NFTs, Explained


Jack Israel, Senior Staff Writer

Recently, the topic of NFTs has been gaining immense attention. They have been the latest cryptocurrency sensation that is fascinating people around the world. Ever since Beeple sold his NFT for nearly $70 million, NFTs have taken the spotlight. NFTs can revolutionize the way ownership over digital assets are transferred and exchanged. However, many believe that NFTs are worth neither the money nor the popularity they are receiving. On the other hand, others believe that they can have a real impact on the world and will change society. However, before messing around with NFTs, it is important to first learn exactly what they are. 

Beeple’s NFT that sold for $69 million – Picture Taken from:

NFTs stand for Non Fungible Tokens. In simple terms, Non Fungible tokens are a piece of technology that tags digital assets as unique and traceable. Non Fungible means that the asset is unreplicable and non-interchangeable. This makes it so NFTs can be easily verifiable and ownership can be easily traced. In contrast, dollar bills are an example of something that is Fungible because they can be exchanged for each other and can be equal in value. For example, you can trade a $100 bill for another $100 bill, or two $50 dollar bills and so forth. It also doesn’t matter which exact bill you have because they are all equal in value. 

NFTs ensure that digital assets can’t be forged or replicated, as they are traced back to the original ownership. It does this by creating a digital signature of which each digital asset has, making it impossible to replicate. By doing so, NFTs create digital scarcity, which is what creates the source of value behind them.

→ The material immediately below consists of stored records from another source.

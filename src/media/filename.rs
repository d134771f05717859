//! Release-name parser
//!
//! Parses names like:
//! - "Chicago.Fire.S14E08.1080p.WEB.h264-ETHEL.mkv"
//! - "The.Matrix.1999.2160p.UHD.BluRay.x265-GROUP.mkv"
//! - "Some Show 1x05 720p"

use once_cell::sync::Lazy;
use regex::Regex;
use serde::{Deserialize, Serialize};
use tracing::debug;

use super::MediaType;

static SXXEXX_RE: Lazy<Regex> =
    Lazy::new(|| Regex::new(r"(?i)^(.*?)\s*\bS(\d{1,2})\s*E(\d{1,4})\b").unwrap());
static NXNN_RE: Lazy<Regex> =
    Lazy::new(|| Regex::new(r"(?i)^(.*?)\s*\b(\d{1,2})x(\d{2,3})\b").unwrap());
static SEASON_ONLY_RE: Lazy<Regex> =
    Lazy::new(|| Regex::new(r"(?i)^(.*?)\s*\b(?:S|Season\s*)(\d{1,2})\b").unwrap());
static YEAR_RE: Lazy<Regex> = Lazy::new(|| Regex::new(r"\b(19\d{2}|20\d{2})\b").unwrap());
static RESOLUTION_RE: Lazy<Regex> =
    Lazy::new(|| Regex::new(r"(?i)\b(2160p|1080p|1080i|720p|480p|4K|UHD)\b").unwrap());
static GROUP_RE: Lazy<Regex> = Lazy::new(|| Regex::new(r"-([A-Za-z0-9]+)$").unwrap());
static SPACES_RE: Lazy<Regex> = Lazy::new(|| Regex::new(r"\s+").unwrap());
static BRACKETS_RE: Lazy<Regex> = Lazy::new(|| Regex::new(r"[\[【(（].*?[\]】)）]").unwrap());

/// Identification fields recovered from a file or release name
#[derive(Debug, Clone, Default, PartialEq, Serialize, Deserialize)]
pub struct MetaInfo {
    pub title: String,
    pub year: Option<u32>,
    pub season: Option<u32>,
    pub episode: Option<u32>,
    pub resolution: Option<String>,
    pub source: Option<String>,
    pub codec: Option<String>,
    pub release_group: Option<String>,
    pub original_name: String,
}

impl MetaInfo {
    /// Parse a file name (extension is stripped when it is a known media or subtitle type)
    pub fn parse(name: &str) -> Self {
        let stem = strip_known_extension(name);
        let mut info = MetaInfo {
            original_name: name.to_string(),
            ..Default::default()
        };

        if let Some(caps) = GROUP_RE.captures(stem) {
            info.release_group = Some(caps[1].to_string());
        }

        let cleaned = stem.replace(['.', '_'], " ");
        let cleaned = BRACKETS_RE.replace_all(&cleaned, " ");
        let cleaned = SPACES_RE.replace_all(cleaned.trim(), " ").to_string();

        let mut title_part: Option<String> = None;
        if let Some(caps) = SXXEXX_RE.captures(&cleaned) {
            title_part = Some(caps[1].to_string());
            info.season = caps[2].parse().ok();
            info.episode = caps[3].parse().ok();
        } else if let Some(caps) = NXNN_RE.captures(&cleaned) {
            title_part = Some(caps[1].to_string());
            info.season = caps[2].parse().ok();
            info.episode = caps[3].parse().ok();
        } else if let Some(caps) = SEASON_ONLY_RE.captures(&cleaned) {
            title_part = Some(caps[1].to_string());
            info.season = caps[2].parse().ok();
        }

        if let Some(caps) = YEAR_RE.captures(&cleaned) {
            info.year = caps[1].parse().ok();
            if title_part.is_none() {
                let start = caps.get(0).map(|m| m.start()).unwrap_or(0);
                title_part = Some(cleaned[..start].to_string());
            }
        }

        if title_part.as_deref().is_none_or(|t| t.trim().is_empty()) {
            let cut = RESOLUTION_RE
                .find(&cleaned)
                .map(|m| m.start())
                .unwrap_or(cleaned.len());
            title_part = Some(cleaned[..cut].to_string());
        }

        info.title = clean_title(title_part.as_deref().unwrap_or_default());
        info.resolution = RESOLUTION_RE.captures(&cleaned).map(|c| {
            match c[1].to_uppercase().as_str() {
                "4K" | "UHD" => "2160p".to_string(),
                _ => c[1].to_lowercase(),
            }
        });
        info.source = parse_source(&cleaned);
        info.codec = parse_codec(&cleaned);

        debug!(
            name = name,
            title = %info.title,
            season = ?info.season,
            episode = ?info.episode,
            "Parsed release name"
        );

        info
    }

    /// Guess the category from the parsed fields
    pub fn media_type(&self) -> MediaType {
        if self.season.is_some() || self.episode.is_some() {
            MediaType::Tv
        } else {
            MediaType::Movie
        }
    }

    /// `S01`, or empty when no season was found
    pub fn season_string(&self) -> String {
        self.season.map(|s| format!("S{:02}", s)).unwrap_or_default()
    }

    /// `E05`, or empty when no episode was found
    pub fn episode_string(&self) -> String {
        self.episode.map(|e| format!("E{:02}", e)).unwrap_or_default()
    }

    /// `S01E05`, `S01` or empty
    pub fn season_episode_string(&self) -> String {
        format!("{}{}", self.season_string(), self.episode_string())
    }
}

/// Episode locator supplied by the user for oddly named releases.
///
/// The format is a file-name template with `{ep}` where the episode number
/// sits, e.g. `[Group] Title - {ep} [1080p].mkv`. A `*` matches anything.
#[derive(Debug, Clone)]
pub struct EpisodeFormat {
    pattern: Regex,
    offset: i64,
}

impl EpisodeFormat {
    pub fn new(format: &str, offset: Option<i64>) -> anyhow::Result<Self> {
        if !format.contains("{ep}") {
            anyhow::bail!("Episode format must contain {{ep}}");
        }
        let mut pattern = String::from("^");
        for (i, part) in format.split("{ep}").enumerate() {
            if i > 0 {
                pattern.push_str(r"(\d{1,4})");
            }
            let escaped: Vec<String> = part.split('*').map(regex::escape).collect();
            pattern.push_str(&escaped.join(".*?"));
        }
        pattern.push('$');
        Ok(Self {
            pattern: Regex::new(&pattern)?,
            offset: offset.unwrap_or(0),
        })
    }

    /// Episode number for a file name, with the offset applied
    pub fn episode(&self, file_name: &str) -> Option<u32> {
        let caps = self.pattern.captures(file_name)?;
        let ep: i64 = caps.get(1)?.as_str().parse().ok()?;
        u32::try_from(ep + self.offset).ok()
    }
}

fn strip_known_extension(name: &str) -> &str {
    let ext = super::extension_of(name);
    if !ext.is_empty()
        && (super::MEDIA_EXTENSIONS.contains(&ext.as_str())
            || super::SUBTITLE_EXTENSIONS.contains(&ext.as_str()))
    {
        &name[..name.len() - ext.len()]
    } else {
        name
    }
}

fn clean_title(raw: &str) -> String {
    let trimmed = raw.trim().trim_end_matches(['-', ' ']);
    SPACES_RE.replace_all(trimmed, " ").trim().to_string()
}

fn parse_source(name: &str) -> Option<String> {
    let upper = name.to_uppercase();
    let source = if upper.contains("BLURAY") || upper.contains("BLU-RAY") || upper.contains("BDRIP") {
        "BluRay"
    } else if upper.contains("WEB-DL") || upper.contains("WEBDL") {
        "WEB-DL"
    } else if upper.contains("WEBRIP") {
        "WEBRip"
    } else if upper.contains("HDTV") {
        "HDTV"
    } else if upper.contains("REMUX") {
        "Remux"
    } else {
        return None;
    };
    Some(source.to_string())
}

fn parse_codec(name: &str) -> Option<String> {
    let upper = name.to_uppercase();
    let codec = if upper.contains("X265") || upper.contains("H265") || upper.contains("H 265") || upper.contains("HEVC") {
        "HEVC"
    } else if upper.contains("X264") || upper.contains("H264") || upper.contains("H 264") || upper.contains("AVC") {
        "H.264"
    } else if upper.contains("AV1") {
        "AV1"
    } else {
        return None;
    };
    Some(codec.to_string())
}
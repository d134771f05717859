//! Media server library statistics

use anyhow::Result;
use serde::{Deserialize, Serialize};
use sqlx::SqlitePool;

use super::sqlite_helpers::{int, now_timestamp, text};

#[derive(Debug, Clone, Serialize, Deserialize)]
pub struct MediaSyncStatisticsRecord {
    pub server: String,
    pub total_count: i64,
    pub movie_count: i64,
    pub tv_count: i64,
    pub update_time: String,
}

impl sqlx::FromRow<'_, sqlx::sqlite::SqliteRow> for MediaSyncStatisticsRecord {
    fn from_row(row: &sqlx::sqlite::SqliteRow) -> sqlx::Result<Self> {
        Ok(Self {
            server: text(row, "SERVER")?,
            total_count: int(row, "TOTAL_COUNT")?,
            movie_count: int(row, "MOVIE_COUNT")?,
            tv_count: int(row, "TV_COUNT")?,
            update_time: text(row, "UPDATE_TIME")?,
        })
    }
}

pub struct MediaSyncRepository {
    pool: SqlitePool,
}

impl MediaSyncRepository {
    pub fn new(pool: SqlitePool) -> Self {
        Self { pool }
    }

    /// Replace the statistics for a server
    pub async fn save_statistics(&self, server: &str, total: i64, movie: i64, tv: i64) -> Result<()> {
        let mut tx = self.pool.begin().await?;
        sqlx::query("DELETE FROM MEDIASYNC_STATISTICS WHERE SERVER = ?")
            .bind(server)
            .execute(&mut *tx)
            .await?;
        sqlx::query(
            "INSERT INTO MEDIASYNC_STATISTICS (SERVER, TOTAL_COUNT, MOVIE_COUNT, TV_COUNT, UPDATE_TIME) VALUES (?, ?, ?, ?, ?)",
        )
        .bind(server)
        .bind(total)
        .bind(movie)
        .bind(tv)
        .bind(now_timestamp())
        .execute(&mut *tx)
        .await?;
        tx.commit().await?;
        Ok(())
    }

    pub async fn latest_statistics(&self, server: &str) -> Result<Option<MediaSyncStatisticsRecord>> {
        let row = sqlx::query_as::<_, MediaSyncStatisticsRecord>(
            r#"
            SELECT SERVER, TOTAL_COUNT, MOVIE_COUNT, TV_COUNT, UPDATE_TIME
            FROM MEDIASYNC_STATISTICS WHERE SERVER = ?
            ORDER BY UPDATE_TIME DESC LIMIT 1
            "#,
        )
        .bind(server)
        .fetch_optional(&self.pool)
        .await?;
        Ok(row)
    }
}

#[cfg(test)]
mod tests {
    use crate::db::Database;

    #[tokio::test]
    async fn test_statistics_replaced_per_server() {
        let db = Database::connect_in_memory().await.unwrap();
        let repo = db.media_sync();
        repo.save_statistics("jellyfin", 10, 6, 4).await.unwrap();
        repo.save_statistics("jellyfin", 12, 7, 5).await.unwrap();

        let stats = repo.latest_statistics("jellyfin").await.unwrap().unwrap();
        assert_eq!(stats.total_count, 12);
        assert!(repo.latest_statistics("plex").await.unwrap().is_none());
    }
}
//! mediashelf: media library automation service
//!
//! Watches sync directories, transfers recognized media into the library,
//! keeps the transfer history and serves the admin actions over HTTP.

pub mod actions;
pub mod api;
pub mod config;
pub mod db;
pub mod jobs;
pub mod media;
pub mod services;

use std::sync::Arc;

use axum::Router;
use tower_http::cors::{Any, CorsLayer};
use tower_http::trace::TraceLayer;

use crate::actions::WebActions;
use crate::config::Config;
use crate::db::Database;
use crate::services::WallpaperService;

/// Application state shared across all handlers
#[derive(Clone)]
pub struct AppState {
    pub config: Arc<Config>,
    pub db: Database,
    pub actions: Arc<WebActions>,
    pub wallpaper: Arc<WallpaperService>,
}

/// The full router with middleware and state applied
pub fn app(state: AppState) -> Router {
    api::router()
        .layer(
            CorsLayer::new()
                .allow_origin(Any)
                .allow_methods(Any)
                .allow_headers(Any),
        )
        .layer(TraceLayer::new_for_http())
        .with_state(state)
}
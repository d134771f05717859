//! Filter rule group actions

use base64::Engine;
use base64::engine::general_purpose::STANDARD as BASE64;
use serde::Serialize;

use super::prelude::*;
use crate::services::filter::{FilterCandidate, builtin_rule_groups};

#[derive(Debug, Deserialize)]
pub struct AddGroupRequest {
    #[serde(default, deserialize_with = "params::opt_string")]
    pub name: Option<String>,
    #[serde(default, deserialize_with = "params::flag")]
    pub default: bool,
}

#[derive(Debug, Deserialize)]
pub struct RestoreGroupsRequest {
    #[serde(default, deserialize_with = "params::id_list")]
    pub groupids: Vec<i64>,
}

#[derive(Debug, Deserialize)]
pub struct IdRequest {
    #[serde(default, deserialize_with = "params::opt_i64")]
    pub id: Option<i64>,
}

#[derive(Debug, Deserialize)]
pub struct FilterRuleForm {
    #[serde(default, deserialize_with = "params::opt_i64")]
    pub rule_id: Option<i64>,
    #[serde(default, deserialize_with = "params::opt_i64")]
    pub group_id: Option<i64>,
    #[serde(default, deserialize_with = "params::opt_string")]
    pub rule_name: Option<String>,
    #[serde(default, deserialize_with = "params::opt_string")]
    pub rule_pri: Option<String>,
    #[serde(default, deserialize_with = "params::opt_string")]
    pub rule_include: Option<String>,
    #[serde(default, deserialize_with = "params::opt_string")]
    pub rule_exclude: Option<String>,
    #[serde(default, deserialize_with = "params::opt_string")]
    pub rule_sizelimit: Option<String>,
    #[serde(default, deserialize_with = "params::opt_string")]
    pub rule_free: Option<String>,
}

#[derive(Debug, Deserialize)]
pub struct RuleDetailRequest {
    #[serde(default, deserialize_with = "params::opt_i64")]
    pub ruleid: Option<i64>,
    #[serde(default, deserialize_with = "params::opt_i64")]
    pub groupid: Option<i64>,
}

#[derive(Debug, Deserialize)]
pub struct ImportGroupRequest {
    #[serde(default)]
    pub content: String,
}

#[derive(Debug, Deserialize)]
pub struct RuleTestRequest {
    #[serde(default, deserialize_with = "params::opt_string")]
    pub title: Option<String>,
    #[serde(default, deserialize_with = "params::opt_string")]
    pub subtitle: Option<String>,
    /// Gigabytes
    #[serde(default, deserialize_with = "params::opt_string")]
    pub size: Option<String>,
    #[serde(default, deserialize_with = "params::opt_i64")]
    pub rulegroup: Option<i64>,
}

/// Exchange format of `share_filtergroup` / `import_filtergroup`
#[derive(Debug, Serialize, Deserialize)]
struct SharedGroup {
    #[serde(default, deserialize_with = "params::opt_string")]
    name: Option<String>,
    #[serde(default)]
    rules: Vec<SharedRule>,
}

#[derive(Debug, Serialize, Deserialize)]
struct SharedRule {
    #[serde(default, deserialize_with = "params::opt_string")]
    name: Option<String>,
    #[serde(default, deserialize_with = "params::opt_string")]
    pri: Option<String>,
    #[serde(default, deserialize_with = "params::opt_string")]
    include: Option<String>,
    #[serde(default, deserialize_with = "params::opt_string")]
    exclude: Option<String>,
    #[serde(default, deserialize_with = "params::opt_string")]
    size: Option<String>,
    #[serde(default, deserialize_with = "params::opt_string")]
    free: Option<String>,
}

impl SharedRule {
    fn into_save(self, group_id: i64) -> SaveFilterRule {
        SaveFilterRule {
            group_id,
            name: self.name.unwrap_or_default(),
            priority: self.pri.unwrap_or_default(),
            include: self.include.unwrap_or_default(),
            exclude: self.exclude.unwrap_or_default(),
            size_limit: self.size.unwrap_or_default(),
            note: self.free.unwrap_or_default(),
        }
    }
}

impl WebActions {
    pub(super) async fn add_filtergroup(&self, req: AddGroupRequest) -> ActionResult {
        let name = req.name.ok_or_else(|| ActionError::invalid("group name is required"))?;
        let id = self.db.filter_rules().add_group(&name, req.default).await?;
        info!(id, name = %name, "Filter group saved");
        self.filter.reload(&self.db).await?;
        Ok(ActionReply::ok())
    }

    /// Recreate the built-in groups with the given ids
    pub(super) async fn restore_filtergroup(&self, req: RestoreGroupsRequest) -> ActionResult {
        let repo = self.db.filter_rules();
        for id in req.groupids {
            if let Err(e) = repo.delete_group(id).await {
                error!(id, error = %e, "Failed to delete filter group");
            }
            let Some(builtin) = builtin_rule_groups().iter().find(|g| g.id == id) else {
                warn!(id, "No built-in filter group with this id");
                continue;
            };
            repo.restore_group(builtin.id, builtin.name, false).await?;
            for rule in builtin.rules {
                repo.save_rule(
                    SaveFilterRule {
                        group_id: builtin.id,
                        name: rule.name.to_string(),
                        priority: rule.pri.to_string(),
                        include: rule.include.join("\n"),
                        exclude: rule.exclude.join("\n"),
                        size_limit: rule.size.to_string(),
                        note: rule.free.to_string(),
                    },
                    None,
                )
                .await?;
            }
            info!(id, name = builtin.name, "Built-in filter group restored");
        }
        self.filter.reload(&self.db).await?;
        Ok(ActionReply::ok())
    }

    pub(super) async fn set_default_filtergroup(&self, req: IdRequest) -> ActionResult {
        let id = req.id.ok_or_else(|| ActionError::invalid("group id is required"))?;
        self.db.filter_rules().set_default_group(id).await?;
        self.filter.reload(&self.db).await?;
        Ok(ActionReply::ok())
    }

    pub(super) async fn del_filtergroup(&self, req: IdRequest) -> ActionResult {
        if let Some(id) = req.id {
            self.db.filter_rules().delete_group(id).await?;
            self.filter.reload(&self.db).await?;
        }
        Ok(ActionReply::ok())
    }

    pub(super) async fn add_filterrule(&self, form: FilterRuleForm) -> ActionResult {
        let group_id = form
            .group_id
            .ok_or_else(|| ActionError::invalid("group id is required"))?;
        let rule = SaveFilterRule {
            group_id,
            name: form.rule_name.unwrap_or_default(),
            priority: form.rule_pri.unwrap_or_default(),
            include: form.rule_include.unwrap_or_default(),
            exclude: form.rule_exclude.unwrap_or_default(),
            size_limit: form.rule_sizelimit.unwrap_or_default(),
            note: form.rule_free.unwrap_or_default(),
        };
        let id = self.db.filter_rules().save_rule(rule, form.rule_id).await?;
        debug!(id, group_id, "Filter rule saved");
        self.filter.reload(&self.db).await?;
        Ok(ActionReply::ok())
    }

    pub(super) async fn del_filterrule(&self, req: IdRequest) -> ActionResult {
        if let Some(id) = req.id {
            self.db.filter_rules().delete_rule(id).await?;
            self.filter.reload(&self.db).await?;
        }
        Ok(ActionReply::ok())
    }

    pub(super) fn filterrule_detail(&self, req: RuleDetailRequest) -> ActionResult {
        let info = match (req.groupid, req.ruleid) {
            (Some(group), Some(rule)) => self.filter.rule_detail(group, rule),
            _ => None,
        };
        let info = info.map(|rule| {
            json!({
                "id": rule.id,
                "group": rule.group,
                "name": rule.name,
                "pri": rule.pri,
                "include": rule.include.join("\n"),
                "exclude": rule.exclude.join("\n"),
                "size": rule.size,
                "free": rule.free,
            })
        });
        Ok(ActionReply::ok().field("info", info))
    }

    pub(super) async fn share_filtergroup(&self, req: IdRequest) -> ActionResult {
        let repo = self.db.filter_rules();
        let group = match req.id {
            Some(id) => repo.get_group(id).await?,
            None => None,
        };
        let group = group.ok_or_else(|| ActionError::failed("group not found"))?;
        let rules = repo.list_rules(Some(group.id)).await?;
        if rules.is_empty() {
            return Err(ActionError::failed("group has no rules"));
        }

        let shared = SharedGroup {
            name: Some(group.name),
            rules: rules
                .into_iter()
                .map(|r| SharedRule {
                    name: Some(r.name),
                    pri: Some(r.priority),
                    include: Some(r.include),
                    exclude: Some(r.exclude),
                    size: Some(r.size_limit),
                    free: Some(r.note),
                })
                .collect(),
        };
        let encoded = BASE64.encode(serde_json::to_string(&shared)?);
        Ok(ActionReply::ok().field("string", encoded))
    }

    pub(super) async fn import_filtergroup(&self, req: ImportGroupRequest) -> ActionResult {
        let decoded = BASE64
            .decode(req.content.trim())
            .map_err(|e| ActionError::failed(format!("invalid data format, {}", e)))?;
        let shared: SharedGroup = serde_json::from_slice(&decoded)
            .map_err(|e| ActionError::failed(format!("invalid data format, {}", e)))?;
        let name = shared
            .name
            .ok_or_else(|| ActionError::failed("invalid data format"))?;

        let repo = self.db.filter_rules();
        let group_id = repo.add_group(&name, false).await?;
        let count = shared.rules.len();
        for rule in shared.rules {
            repo.save_rule(rule.into_save(group_id), None).await?;
        }
        info!(group_id, name = %name, rules = count, "Filter group imported");
        self.filter.reload(&self.db).await?;
        Ok(ActionReply::ok().msg(""))
    }

    pub(super) fn rule_test(&self, req: RuleTestRequest) -> ActionResult {
        let title = req.title.ok_or_else(|| ActionError::invalid("title is required"))?;
        let size_gb: f64 = req
            .size
            .as_deref()
            .and_then(|s| s.trim().parse().ok())
            .unwrap_or(0.0);
        let candidate = FilterCandidate {
            title,
            subtitle: req.subtitle.unwrap_or_default(),
            size_bytes: (size_gb * 1024f64.powi(3)).max(0.0) as u64,
            promotion: None,
        };
        let result = self.filter.check(&candidate, req.rulegroup);
        let order = if result.order != 0 { 100 - result.order } else { 0 };
        Ok(ActionReply::ok()
            .field("flag", result.matched)
            .field("text", if result.matched { "matched" } else { "not matched" })
            .field("order", order))
    }

    pub(super) fn get_filterrules(&self) -> ActionResult {
        let init_rules: Vec<Value> = builtin_rule_groups()
            .iter()
            .map(|g| {
                json!({
                    "id": g.id,
                    "name": g.name,
                    "rules": g.rules.iter().map(|r| json!({
                        "name": r.name,
                        "include": r.include.join("\n"),
                        "exclude": r.exclude.join("\n"),
                    })).collect::<Vec<_>>(),
                })
            })
            .collect();
        Ok(ActionReply::ok()
            .field("ruleGroups", self.filter.rule_infos())
            .field("initRules", init_rules))
    }
}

NFTs are primarily exchanged on Ethereum technology. However, that is where the similarities between NFTs and cryptocurrencies end. This is due to the fact that, as previously stated, NFTs are Non Fungible, while cryptocurrencies are Fungible. NFTs are based on blockchain technology, where digital collectables are given unique identities through the same code that other cryptocurrencies use. Blockchain technology is what allows cryptocurrencies to stay decentralized. 

Blockchain is a digitized ledger that allows a network of computers to track transactions made in the crypto world. NFTs made it so that blockchain technology doesn’t just apply to money or currency, but rather digital assets. They do this by the public ledger, validating that the digital asset is authentic and real. However, NFTs make it so the ledger is not only tracking transactions of cryptocurrencies, but also with digital assets.

Already, NFTs have been used to exchange all different types of digital assets that include collectables, GIFs, music, images, videos, etc. Companies have also been experimenting with NFTs. According to The Wall Street Journal, “Brands are betting on NFTs. Adidas AG said it sold out of its first NFT collection, garnering more than $22 million. Nike Inc. acquired a NFT production studio. Gucci recently sold NFTs for about $4,200 each with a real-life ceramic sculpture.” Who knows where NFTs will take us in the future, but it is sure that it will have a large impact on our daily lives and the assets we own.